### How to complete this task:
Set down the data that follows again, exactly as written.

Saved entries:
//! End-to-end tests for HTTP mocks.

mod common;

use common::{definition, free_port, launch, write_file, TO_UPPER};
use kuro_mock::runtime::HttpHandler;
use kuro_mock::{ProtocolHandler, StartError};
use reqwest::{Method, StatusCode};

const GREETING: &str = r#"
protocol: http
port: PORT
import:
  - EXT
context:
  variables:
    nombre: gatito
routes:
  - path: /hola
    method: GET
    response:
      status: 200
      headers:
        Content-Type: text/plain
        X-Name: "{{context.nombre}}"
      body: "{{> toUpper context.nombre}}"
  - path: /echo
    method: POST
    response:
      status: 201
      body: "hello {{input.name}}"
  - path: /echo
    method: PUT
    response:
      status: 202
      body: "replaced"
"#;

async fn greeting_server() -> (kuro_mock::MockServer, String, tempfile::TempDir) {
    let dir = tempfile::tempdir().unwrap();
    let ext = write_file(dir.path(), "toUpper.kurof", TO_UPPER);
    let port = free_port();
    let def = definition(&GREETING.replace("EXT", &ext), port);
    let server = launch(&def).await;
    (server, format!("http://127.0.0.1:{port}"), dir)
}

#[tokio::test]
async fn test_route_renders_extension() {
    let (mut server, base, _dir) = greeting_server().await;

    let resp = reqwest::get(format!("{base}/hola")).await.unwrap();
    assert_eq!(resp.status(), StatusCode::OK);
    assert_eq!(resp.headers()["x-name"], "gatito");
    assert_eq!(resp.headers()["content-type"], "text/plain");
    assert_eq!(resp.text().await.unwrap(), "GATITO");

    server.stop().await.unwrap();
}

#[tokio::test]
async fn test_unknown_path_and_wrong_method() {
    let (mut server, base, _dir) = greeting_server().await;
    let client = reqwest::Client::new();

    let resp = client.get(format!("{base}/missing")).send().await.unwrap();
    assert_eq!(resp.status(), StatusCode::NOT_FOUND);

    let resp = client.delete(format!("{base}/hola")).send().await.unwrap();
    assert_eq!(resp.status(), StatusCode::METHOD_NOT_ALLOWED);
    assert_eq!(resp.text().await.unwrap(), "Method not allowed\n");

    server.stop().await.unwrap();
}

#[tokio::test]
async fn test_paths_are_literal_with_subtrees() {
    let port = free_port();
    let def = definition(
        r#"
protocol: http
port: PORT
routes:
  - path: "/users/:id"
    response:
      body: colon
  - path: /files/
    response:
      body: tree
"#,
        port,
    );
    let mut server = launch(&def).await;
    let base = format!("http://127.0.0.1:{port}");

    let resp = reqwest::get(format!("{base}/users/:id")).await.unwrap();
    assert_eq!(resp.status(), StatusCode::OK);
    assert_eq!(resp.text().await.unwrap(), "colon");

    let resp = reqwest::get(format!("{base}/users/42")).await.unwrap();
    assert_eq!(resp.status(), StatusCode::NOT_FOUND);

    let resp = reqwest::get(format!("{base}/files/a/b.txt")).await.unwrap();
    assert_eq!(resp.text().await.unwrap(), "tree");

    server.stop().await.unwrap();
}

#[tokio::test]
async fn test_methods_share_a_path() {
    let (mut server, base, _dir) = greeting_server().await;
    let client = reqwest::Client::new();

    let resp = client
        .post(format!("{base}/echo"))
        .json(&serde_json::json!({"name": "neko"}))
        .send()
        .await
        .unwrap();
    assert_eq!(resp.status(), StatusCode::CREATED);
    assert_eq!(resp.text().await.unwrap(), "hello neko");

    let resp = client.put(format!("{base}/echo")).send().await.unwrap();
    assert_eq!(resp.status(), StatusCode::ACCEPTED);

    let resp = client
        .post(format!("{base}/echo"))
        .header("content-type", "text/plain")
        .body("name=neko")
        .send()
        .await
        .unwrap();
    assert_eq!(resp.text().await.unwrap(), "hello ");

    server.stop().await.unwrap();
}

#[tokio::test]
async fn test_default_health_endpoints() {
    let (mut server, base, _dir) = greeting_server().await;
    let client = reqwest::Client::new();

    for path in ["/health", "/healthz"] {
        let resp = client.get(format!("{base}{path}")).send().await.unwrap();
        assert_eq!(resp.status(), StatusCode::OK);
        assert_eq!(resp.headers()["access-control-allow-origin"], "*");
        let body: serde_json::Value = resp.json().await.unwrap();
        assert_eq!(body["status"], "healthy");
        assert!(body["timestamp"].is_string());
    }

    let resp = client.head(format!("{base}/health")).send().await.unwrap();
    assert_eq!(resp.status(), StatusCode::OK);

    let resp = client
        .request(Method::OPTIONS, format!("{base}/healthz"))
        .send()
        .await
        .unwrap();
    assert_eq!(resp.status(), StatusCode::NO_CONTENT);
    assert_eq!(resp.headers()["access-control-allow-methods"], "GET,HEAD,OPTIONS");

    server.stop().await.unwrap();
}

#[tokio::test]
async fn test_user_route_replaces_health() {
    let port = free_port();
    let def = definition(
        r#"
protocol: http
port: PORT
routes:
  - path: /health
    response:
      status: 503
      body: down
"#,
        port,
    );
    let mut server = launch(&def).await;

    let resp = reqwest::get(format!("http://127.0.0.1:{port}/health")).await.unwrap();
    assert_eq!(resp.status(), StatusCode::SERVICE_UNAVAILABLE);
    assert_eq!(resp.text().await.unwrap(), "down");

    let resp = reqwest::get(format!("http://127.0.0.1:{port}/healthz")).await.unwrap();
    assert_eq!(resp.status(), StatusCode::OK);

    server.stop().await.unwrap();
}

#[tokio::test]
async fn test_templated_path_and_body_error() {
    let port = free_port();
    let def = definition(
        r#"
protocol: http
port: PORT
context:
  variables:
    version: v2
routes:
  - path: "/api/{{version}}/items"
    response:
      status: 200
      body: "{{> notRegistered}}"
"#,
        port,
    );
    let mut server = launch(&def).await;

    let resp = reqwest::get(format!("http://127.0.0.1:{port}/api/v2/items")).await.unwrap();
    assert_eq!(resp.status(), StatusCode::OK);
    assert_eq!(resp.headers()["content-type"], "application/json");
    let body: serde_json::Value = resp.json().await.unwrap();
    assert_eq!(body["error"], "template rendering failed");

    server.stop().await.unwrap();
}

#[tokio::test]
async fn test_port_in_use_fails_start() {
    let taken = std::net::TcpListener::bind("127.0.0.1:0").unwrap();
    let port = taken.local_addr().unwrap().port();
    let def = definition(
        "protocol: http\nport: PORT\nroutes:\n  - path: /x\n    response:\n      body: x\n",
        port,
    );

    let mut handler = HttpHandler::new(common::local_settings());
    let err = handler.start(&def).await.unwrap_err();
    assert!(matches!(err, StartError::Bind { port: p, .. } if p == port));
    assert!(handler.local_addr().is_none());
}

#[tokio::test]
async fn test_stop_releases_port() {
    let port = free_port();
    let def = definition(
        "protocol: http\nport: PORT\nroutes:\n  - path: /x\n    response:\n      body: x\n",
        port,
    );

    let mut handler = HttpHandler::new(common::local_settings());
    tokio_test::assert_ok!(handler.start(&def).await);
    assert!(matches!(
        handler.start(&def).await,
        Err(StartError::AlreadyRunning)
    ));
    tokio_test::assert_ok!(handler.stop().await);
    assert!(handler.local_addr().is_none());

    // Same port can be taken again once stopped
    tokio_test::assert_ok!(handler.start(&def).await);
    tokio_test::assert_ok!(handler.stop().await);
}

### Output of the task:
//! End-to-end tests for HTTP mocks.

mod common;

use common::{definition, free_port, launch, write_file, TO_UPPER};
use kuro_mock::runtime::HttpHandler;
use kuro_mock::{ProtocolHandler, StartError};
use reqwest::{Method, StatusCode};

const GREETING: &str = r#"
protocol: http
port: PORT
import:
  - EXT
context:
  variables:
    nombre: gatito
routes:
  - path: /hola
    method: GET
    response:
      status: 200
      headers:
        Content-Type: text/plain
        X-Name: "{{context.nombre}}"
      body: "{{> toUpper context.nombre}}"
  - path: /echo
    method: POST
    response:
      status: 201
      body: "hello {{input.name}}"
  - path: /echo
    method: PUT
    response:
      status: 202
      body: "replaced"
"#;

async fn greeting_server() -> (kuro_mock::MockServer, String, tempfile::TempDir) {
    let dir = tempfile::tempdir().unwrap();
    let ext = write_file(dir.path(), "toUpper.kurof", TO_UPPER);
    let port = free_port();
    let def = definition(&GREETING.replace("EXT", &ext), port);
    let server = launch(&def).await;
    (server, format!("http://127.0.0.1:{port}"), dir)
}

#[tokio::test]
async fn test_route_renders_extension() {
    let (mut server, base, _dir) = greeting_server().await;

    let resp = reqwest::get(format!("{base}/hola")).await.unwrap();
    assert_eq!(resp.status(), StatusCode::OK);
    assert_eq!(resp.headers()["x-name"], "gatito");
    assert_eq!(resp.headers()["content-type"], "text/plain");
    assert_eq!(resp.text().await.unwrap(), "GATITO");

    server.stop().await.unwrap();
}

#[tokio::test]
async fn test_unknown_path_and_wrong_method() {
    let (mut server, base, _dir) = greeting_server().await;
    let client = reqwest::Client::new();

    let resp = client.get(format!("{base}/missing")).send().await.unwrap();
    assert_eq!(resp.status(), StatusCode::NOT_FOUND);

    let resp = client.delete(format!("{base}/hola")).send().await.unwrap();
    assert_eq!(resp.status(), StatusCode::METHOD_NOT_ALLOWED);
    assert_eq!(resp.text().await.unwrap(), "Method not allowed\n");

    server.stop().await.unwrap();
}

#[tokio::test]
async fn test_paths_are_literal_with_subtrees() {
    let port = free_port();
    let def = definition(
        r#"
protocol: http
port: PORT
routes:
  - path: "/users/:id"
    response:
      body: colon
  - path: /files/
    response:
      body: tree
"#,
        port,
    );
    let mut server = launch(&def).await;
    let base = format!("http://127.0.0.1:{port}");

    let resp = reqwest::get(format!("{base}/users/:id")).await.unwrap();
    assert_eq!(resp.status(), StatusCode::OK);
    assert_eq!(resp.text().await.unwrap(), "colon");

    let resp = reqwest::get(format!("{base}/users/42")).await.unwrap();
    assert_eq!(resp.status(), StatusCode::NOT_FOUND);

    let resp = reqwest::get(format!("{base}/files/a/b.txt")).await.unwrap();
    assert_eq!(resp.text().await.unwrap(), "tree");

    server.stop().await.unwrap();
}

#[tokio::test]
async fn test_methods_share_a_path() {
    let (mut server, base, _dir) = greeting_server().await;
    let client = reqwest::Client::new();

    let resp = client
        .post(format!("{base}/echo"))
        .json(&serde_json::json!({"name": "neko"}))
        .send()
        .await
        .unwrap();
    assert_eq!(resp.status(), StatusCode::CREATED);
    assert_eq!(resp.text().await.unwrap(), "hello neko");

    let resp = client.put(format!("{base}/echo")).send().await.unwrap();
    assert_eq!(resp.status(), StatusCode::ACCEPTED);

    let resp = client
        .post(format!("{base}/echo"))
        .header("content-type", "text/plain")
        .body("name=neko")
        .send()
        .await
        .unwrap();
    assert_eq!(resp.text().await.unwrap(), "hello ");

    server.stop().await.unwrap();
}

#[tokio::test]
async fn test_default_health_endpoints() {
    let (mut server, base, _dir) = greeting_server().await;
    let client = reqwest::Client::new();

    for path in ["/health", "/healthz"] {
        let resp = client.get(format!("{base}{path}")).send().await.unwrap();
        assert_eq!(resp.status(), StatusCode::OK);
        assert_eq!(resp.headers()["access-control-allow-origin"], "*");
        let body: serde_json::Value = resp.json().await.unwrap();
        assert_eq!(body["status"], "healthy");
        assert!(body["timestamp"].is_string());
    }

    let resp = client.head(format!("{base}/health")).send().await.unwrap();
    assert_eq!(resp.status(), StatusCode::OK);

    let resp = client
        .request(Method::OPTIONS, format!("{base}/healthz"))
        .send()
        .await
        .unwrap();
    assert_eq!(resp.status(), StatusCode::NO_CONTENT);
    assert_eq!(resp.headers()["access-control-allow-methods"], "GET,HEAD,OPTIONS");

    server.stop().await.unwrap();
}

#[tokio::test]
async fn test_user_route_replaces_health() {
    let port = free_port();
    let def = definition(
        r#"
protocol: http
port: PORT
routes:
  - path: /health
    response:
      status: 503
      body: down
"#,
        port,
    );
    let mut server = launch(&def).await;

    let resp = reqwest::get(format!("http://127.0.0.1:{port}/health")).await.unwrap();
    assert_eq!(resp.status(), StatusCode::SERVICE_UNAVAILABLE);
    assert_eq!(resp.text().await.unwrap(), "down");

    let resp = reqwest::get(format!("http://127.0.0.1:{port}/healthz")).await.unwrap();
    assert_eq!(resp.status(), StatusCode::OK);

    server.stop().await.unwrap();
}

#[tokio::test]
async fn test_templated_path_and_body_error() {
    let port = free_port();
    let def = definition(
        r#"
protocol: http
port: PORT
context:
  variables:
    version: v2
routes:
  - path: "/api/{{version}}/items"
    response:
      status: 200
      body: "{{> notRegistered}}"
"#,
        port,
    );
    let mut server = launch(&def).await;

    let resp = reqwest::get(format!("http://127.0.0.1:{port}/api/v2/items")).await.unwrap();
    assert_eq!(resp.status(), StatusCode::OK);
    assert_eq!(resp.headers()["content-type"], "application/json");
    let body: serde_json::Value = resp.json().await.unwrap();
    assert_eq!(body["error"], "template rendering failed");

    server.stop().await.unwrap();
}

#[tokio::test]
async fn test_port_in_use_fails_start() {
    let taken = std::net::TcpListener::bind("127.0.0.1:0").unwrap();
    let port = taken.local_addr().unwrap().port();
    let def = definition(
        "protocol: http\nport: PORT\nroutes:\n  - path: /x\n    response:\n      body: x\n",
        port,
    );

    let mut handler = HttpHandler::new(common::local_settings());
    let err = handler.start(&def).await.unwrap_err();
    assert!(matches!(err, StartError::Bind { port: p, .. } if p == port));
    assert!(handler.local_addr().is_none());
}

#[tokio::test]
async fn test_stop_releases_port() {
    let port = free_port();
    let def = definition(
        "protocol: http\nport: PORT\nroutes:\n  - path: /x\n    response:\n      body: x\n",
        port,
    );

    let mut handler = HttpHandler::new(common::local_settings());
    tokio_test::assert_ok!(handler.start(&def).await);
    assert!(matches!(
        handler.start(&def).await,
        Err(StartError::AlreadyRunning)
    ));
    tokio_test::assert_ok!(handler.stop().await);
    assert!(handler.local_addr().is_none());

    // Same port can be taken again once stopped
    tokio_test::assert_ok!(handler.start(&def).await);
    tokio_test::assert_ok!(handler.stop().await);
}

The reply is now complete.